The Parent Trap franchise consists of American family-comedies, including the original theatrical film, three made-for-television sequel movies, and a theatrical legacy sequel/soft-remake. Based on the 1949 novel Lisa and Lottie (published in the United Kingdom and Australia since 2014 as The Parent Trap) by Erich Kästner, the plot centers around identical twin sisters, who were separated at birth and rediscover each other while attending summer camp. The pair trade places upon returning home, and devise a plan to bring their family back together.

The original 1961 film received positive critical response, and was deemed a success. Starting in 1986 three television sequels were produced and released as a part of The Magical World of Disney series. The 1998 film, received critical acclaim and was a hit for the studio financially.

The franchise will continue, with a streaming exclusive reboot in development to be released on Disney+.

Origin 

The 1949 German fictional children's picture book by Erich Kästner originally published as Das Doppelte Lottchen (The Double Lottie), was originally written during WWII as the plot for a movie. In 1942, Kästner was allowed by Nazi officials to develop the project under the working title of "The Great Secret", before the authorities eventually forbade his continued work. After the resolution of the war, the author redeveloped the story into the successful novel that was released.

The plot follows Lisa Palfy and Lottie Horn (Luise Palfy and Lottie Körner in the current British translation), two identical twins who were separated in infancy when their parents divorced while each raised by one half of the respective couple. The unsuspecting sisters meet at a summer camp where they engineer a plan to switch places when they return home. Though their behavior differs greatly, the parents do not suspect that the daughters had switched places. Upon realization the family reunites and at the behest of the daughters, the couple gets back together.

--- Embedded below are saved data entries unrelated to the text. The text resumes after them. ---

use std::env;
use std::fmt;
use std::pin::Pin;
use std::sync::Arc;
use std::time::{Duration, Instant};

use futures::Stream;
use futures::stream::StreamExt;
use reqwest::header::{HeaderMap, HeaderValue};
use reqwest::{Client as ReqwestClient, Response, header};
use serde::Deserialize;
use url::Url;

use crate::client_logger::ClientLogger;
use crate::error::{Error, Result};
use crate::observability::{CLIENT_REQUEST_DURATION, CLIENT_REQUEST_ERRORS, CLIENT_REQUESTS};
use crate::sse::process_sse;
use crate::types::{ChatCompletionChunk, ChatCompletionRequest};

/// Environment variable holding the API key.
pub const API_KEY_ENV: &str = "GROQ_API_KEY";

/// Environment variable overriding the API base URL.
pub const BASE_URL_ENV: &str = "GROQ_BASE_URL";

const DEFAULT_API_URL: &str = "https://api.groq.com/openai/v1/";
const DEFAULT_TIMEOUT: Duration = Duration::from_secs(60);

/// A boxed, sendable stream of completion chunks.
pub type ChunkStream = Pin<Box<dyn Stream<Item = Result<ChatCompletionChunk>> + Send>>;

/// Something that can stream a chat completion.
///
/// [`Groq`] is the production implementation; tests substitute scripted streams.
#[async_trait::async_trait]
pub trait Completions: Send + Sync {
    /// Issue `request` and return its reply as a stream of chunks.
    async fn stream_chat(&self, request: ChatCompletionRequest) -> Result<ChunkStream>;
}

/// Client for the Groq chat-completions API.
#[derive(Clone)]
pub struct Groq {
    api_key: String,
    client: ReqwestClient,
    base_url: Url,
    timeout: Duration,
    logger: Option<Arc<dyn ClientLogger>>,
}

impl fmt::Debug for Groq {
    fn fmt(&self, f: &mut fmt::Formatter<'_>) -> fmt::Result {
        f.debug_struct("Groq")
            .field("api_key", &"<redacted>")
            .field("base_url", &self.base_url.as_str())
            .field("timeout", &self.timeout)
            .field("logger", &self.logger.is_some())
            .finish()
    }
}

impl Groq {
    /// Create a new Groq client.
    ///
    /// The API key can be provided directly or read from the `GROQ_API_KEY`
    /// environment variable.
    pub fn new(api_key: Option<String>) -> Result<Self> {
        Self::with_options(api_key, None, None)
    }

    /// Create a new client with custom settings.
    pub fn with_options(
        api_key: Option<String>,
        base_url: Option<String>,
        timeout: Option<Duration>,
    ) -> Result<Self> {
        let api_key = match api_key {
            Some(key) => key,
            None => env::var(API_KEY_ENV).map_err(|_| {
                Error::configuration(format!(
                    "API key not found. Please set {API_KEY_ENV} in your environment."
                ))
            })?,
        };
        if api_key.trim().is_empty() {
            return Err(Error::configuration(format!(
                "API key is empty. Please set {API_KEY_ENV} in your environment."
            )));
        }

        let base_url = parse_base_url(base_url.as_deref().unwrap_or(DEFAULT_API_URL))?;
        let timeout = timeout.unwrap_or(DEFAULT_TIMEOUT);
        let client = ReqwestClient::builder()
            .timeout(timeout)
            .build()
            .map_err(|e| {
                Error::http_client(
                    format!("Failed to build HTTP client: {e}"),
                    Some(Box::new(e)),
                )
            })?;

        Ok(Self {
            api_key,
            client,
            base_url,
            timeout,
            logger: None,
        })
    }

    /// Attach a logger that observes every request and streamed chunk.
    pub fn with_logger(mut self, logger: Arc<dyn ClientLogger>) -> Self {
        self.logger = Some(logger);
        self
    }

    /// The base URL requests are issued against.
    pub fn base_url(&self) -> &str {
        self.base_url.as_str()
    }

    /// The request timeout.
    pub fn timeout(&self) -> Duration {
        self.timeout
    }

    /// Create and return default headers for API requests.
    fn default_headers(&self) -> Result<HeaderMap> {
        let mut headers = HeaderMap::new();
        headers.insert(
            header::CONTENT_TYPE,
            HeaderValue::from_static("application/json"),
        );
        headers.insert(
            header::ACCEPT,
            HeaderValue::from_static("text/event-stream"),
        );
        let bearer = HeaderValue::from_str(&format!("Bearer {}", self.api_key)).map_err(|_| {
            Error::configuration(format!(
                "{API_KEY_ENV} contains characters that cannot be sent in a header"
            ))
        })?;
        headers.insert(header::AUTHORIZATION, bearer);
        Ok(headers)
    }

    /// Process API response errors and convert to our Error type
    async fn process_error_response(response: Response) -> Error {
        let status_code = response.status().as_u16();

        let request_id = response
            .headers()
            .get("x-request-id")
            .and_then(|val| val.to_str().ok())
            .map(String::from);

        let retry_after = response
            .headers()
            .get("retry-after")
            .and_then(|val| val.to_str().ok())
            .and_then(|val| val.trim().parse::<u64>().ok());

        match response.text().await {
            Ok(body) => error_from_status(status_code, &body, request_id, retry_after),
            Err(e) => Error::http_client(
                format!("Failed to read error response: {e}"),
                Some(Box::new(e)),
            ),
        }
    }

    /// Send a request to the API and get a streaming response.
    ///
    /// Returns a stream of chunks that can be processed incrementally.  No network
    /// traffic happens before this is called.
    pub async fn stream(
        &self,
        mut request: ChatCompletionRequest,
    ) -> Result<impl Stream<Item = Result<ChatCompletionChunk>> + Send + use<>> {
        request.stream = true;
        let url = self.base_url.join("chat/completions")?;
        if let Some(logger) = &self.logger {
            logger.log_request(&request);
        }

        CLIENT_REQUESTS.click();
        let started = Instant::now();
        let response = self
            .client
            .post(url)
            .headers(self.default_headers()?)
            .json(&request)
            .send()
            .await
            .map_err(|e| {
                CLIENT_REQUEST_ERRORS.click();
                if e.is_timeout() {
                    Error::timeout(
                        format!("Request timed out: {e}"),
                        Some(self.timeout.as_secs_f64()),
                    )
                } else if e.is_connect() {
                    Error::connection(format!("Connection error: {e}"), Some(Box::new(e)))
                } else {
                    Error::http_client(format!("Request failed: {e}"), Some(Box::new(e)))
                }
            })?;
        CLIENT_REQUEST_DURATION.add(started.elapsed().as_secs_f64());

        if !response.status().is_success() {
            CLIENT_REQUEST_ERRORS.click();
            return Err(Self::process_error_response(response).await);
        }

        let logger = self.logger.clone();
        let chunks = process_sse(response.bytes_stream()).inspect(move |chunk| {
            if let (Some(logger), Ok(chunk)) = (&logger, chunk) {
                logger.log_stream_chunk(chunk);
            }
        });
        Ok(chunks)
    }
}

#[async_trait::async_trait]
impl Completions for Groq {
    async fn stream_chat(&self, request: ChatCompletionRequest) -> Result<ChunkStream> {
        Ok(Box::pin(self.stream(request).await?))
    }
}

/// Parse a base URL, making sure relative joins append to its path.
fn parse_base_url(base_url: &str) -> Result<Url> {
    let mut base_url = base_url.trim().to_string();
    if !base_url.ends_with('/') {
        base_url.push('/');
    }
    let url = Url::parse(&base_url)?;
    if url.cannot_be_a_base() {
        return Err(Error::url(format!("{base_url} cannot be a base URL"), None));
    }
    Ok(url)
}

/// Map an unsuccessful status and its body onto an [`Error`].
fn error_from_status(
    status_code: u16,
    body: &str,
    request_id: Option<String>,
    retry_after: Option<u64>,
) -> Error {
    #[derive(Deserialize)]
    struct ErrorResponse {
        error: Option<ErrorDetail>,
    }

    #[derive(Deserialize)]
    struct ErrorDetail {
        #[serde(rename = "type")]
        error_type: Option<String>,
        message: Option<String>,
        param: Option<String>,
    }

    let detail = serde_json::from_str::<ErrorResponse>(body)
        .ok()
        .and_then(|e| e.error);
    let error_type = detail.as_ref().and_then(|e| e.error_type.clone());
    let error_param = detail.as_ref().and_then(|e| e.param.clone());
    let error_message = detail
        .and_then(|e| e.message)
        .unwrap_or_else(|| body.to_string());

    match status_code {
        400 | 422 => Error::bad_request(error_message, error_param),
        401 => Error::authentication(error_message),
        403 => Error::permission(error_message),
        404 => Error::not_found(error_message),
        408 => Error::timeout(error_message, None),
        429 => Error::rate_limit(error_message, retry_after),
        500 => Error::internal_server(error_message, request_id),
        502..=504 => Error::service_unavailable(error_message, retry_after),
        _ => Error::api(status_code, error_type, error_message, request_id),
    }
}

#[cfg(test)]
mod tests {
    use super::*;
    use crate::{Message, Model, Temperature};

    #[test]
    fn client_creation() {
        let client = Groq::new(Some("test-key".to_string())).unwrap();
        assert_eq!(client.api_key, "test-key");
        assert_eq!(client.base_url(), DEFAULT_API_URL);
        assert_eq!(client.timeout(), DEFAULT_TIMEOUT);

        let client = Groq::with_options(
            Some("test-key".to_string()),
            Some("http://localhost:8080/openai/v1".to_string()),
            Some(Duration::from_secs(30)),
        )
        .unwrap();
        assert_eq!(client.base_url(), "http://localhost:8080/openai/v1/");
        assert_eq!(client.timeout(), Duration::from_secs(30));
        assert_eq!(
            client.base_url.join("chat/completions").unwrap().as_str(),
            "http://localhost:8080/openai/v1/chat/completions"
        );
    }

    #[test]
    fn empty_key_is_configuration_error() {
        let err = Groq::new(Some("   ".to_string())).unwrap_err();
        assert!(err.is_configuration());
    }

    #[test]
    fn invalid_base_url() {
        let err = Groq::with_options(Some("k".to_string()), Some("not a url".to_string()), None)
            .unwrap_err();
        assert!(matches!(err, Error::Url { .. }));
    }

    #[test]
    fn debug_redacts_key() {
        let client = Groq::new(Some("secret-key".to_string())).unwrap();
        let debug = format!("{client:?}");
        assert!(!debug.contains("secret-key"));
        assert!(debug.contains("<redacted>"));
    }

    #[test]
    fn headers_carry_bearer_token() {
        let client = Groq::new(Some("gsk_test".to_string())).unwrap();
        let headers = client.default_headers().unwrap();
        assert_eq!(headers[header::AUTHORIZATION], "Bearer gsk_test");
        assert_eq!(headers[header::ACCEPT], "text/event-stream");
    }

    #[test]
    fn status_mapping() {
        let body = r#"{"error":{"message":"Invalid API Key","type":"invalid_request_error","code":"invalid_api_key"}}"#;
        let err = error_from_status(401, body, None, None);
        assert!(err.is_authentication());
        assert_eq!(err.to_string(), "Authentication error: Invalid API Key");

        let err = error_from_status(429, "{}", None, Some(7));
        assert!(err.is_rate_limit());
        assert!(err.to_string().contains("retry after 7 seconds"));

        let err = error_from_status(503, "upstream unavailable", None, None);
        assert!(err.is_server_error());
        assert!(err.to_string().contains("upstream unavailable"));

        let err = error_from_status(
            418,
            r#"{"error":{"message":"teapot","type":"weird"}}"#,
            Some("req_9".to_string()),
            None,
        );
        assert_eq!(err.status_code(), Some(418));
        assert_eq!(err.to_string(), "weird: teapot (Request ID: req_9)");
    }

    #[tokio::test]
    async fn unreachable_server_is_transport_error() {
        let client = Groq::with_options(
            Some("test-key".to_string()),
            Some("http://127.0.0.1:9/".to_string()),
            Some(Duration::from_secs(2)),
        )
        .unwrap();
        let request = ChatCompletionRequest::new(
            Model::default(),
            vec![Message::user("hello")],
            Temperature::default(),
        );
        let err = client.stream_chat(request).await.err().unwrap();
        assert!(err.is_transport());
    }
}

The book was adapted into various releases, including Walt Disney's adaptation. The novel was discovered by Disney's story editor Bill Dover who recommended the studio purchase the film rights. Production commenced in July 1960 under the working title of "We Belong Together", and went until September of the same year.

Films

The Parent Trap (1961)

Two identical twin sisters, Sharon McKendrick and Susan Evers, who were separated at birth due to their parents' divorce are unintentionally reunited years later at summer camp. Together, they devise a plan to bring their parents back together and reconcile their family. Sharon and Susan, one of which has lived with their mother and the other with their father, switch places after camp with intentions being to sway their parents into falling in love once more. Their attempts are problematically opposed by their father's gold-digging fiancé. The girls double their efforts in bringing their parents together.

The Parent Trap II (1986)

Years after the first film, Sharon finds herself living the life of a divorced, single mother. While at summer school, her 11-year-old daughter Nikki befriends a girl named Mary. The pair work together as matchmakers to persuade Sharon into dating Mary's widowed father, named Bill. The young friends work to convince their parents that they should be dating. As Sharon plans to move to New York, Susan is brought into the plan in order to help the single parents realize they love each other.

Parent Trap III (1989)

Upon returning from their respective summer vacations, triplets Megan, Lisa, and Jessie Wyatt discover that their father Jeffrey is engaged to a snobbish Cassie McGuire. When Cassie makes the unpopular decision to remodel the family's beach house in California, Susan Evers is hired to redecorate. Susan, who is now divorced, finds fulfillment in her work. As the triplets collectively decide that Susan is the right woman for their father, they develop a plan to bring the pair together. When their scheme doesn't seem to be working, they turn to Susan's twin sister, Sharon McKendrick-Grand for assistance. With the wedding quickly approaching, the women set out to prevent Jeffrey from marrying the wrong woman.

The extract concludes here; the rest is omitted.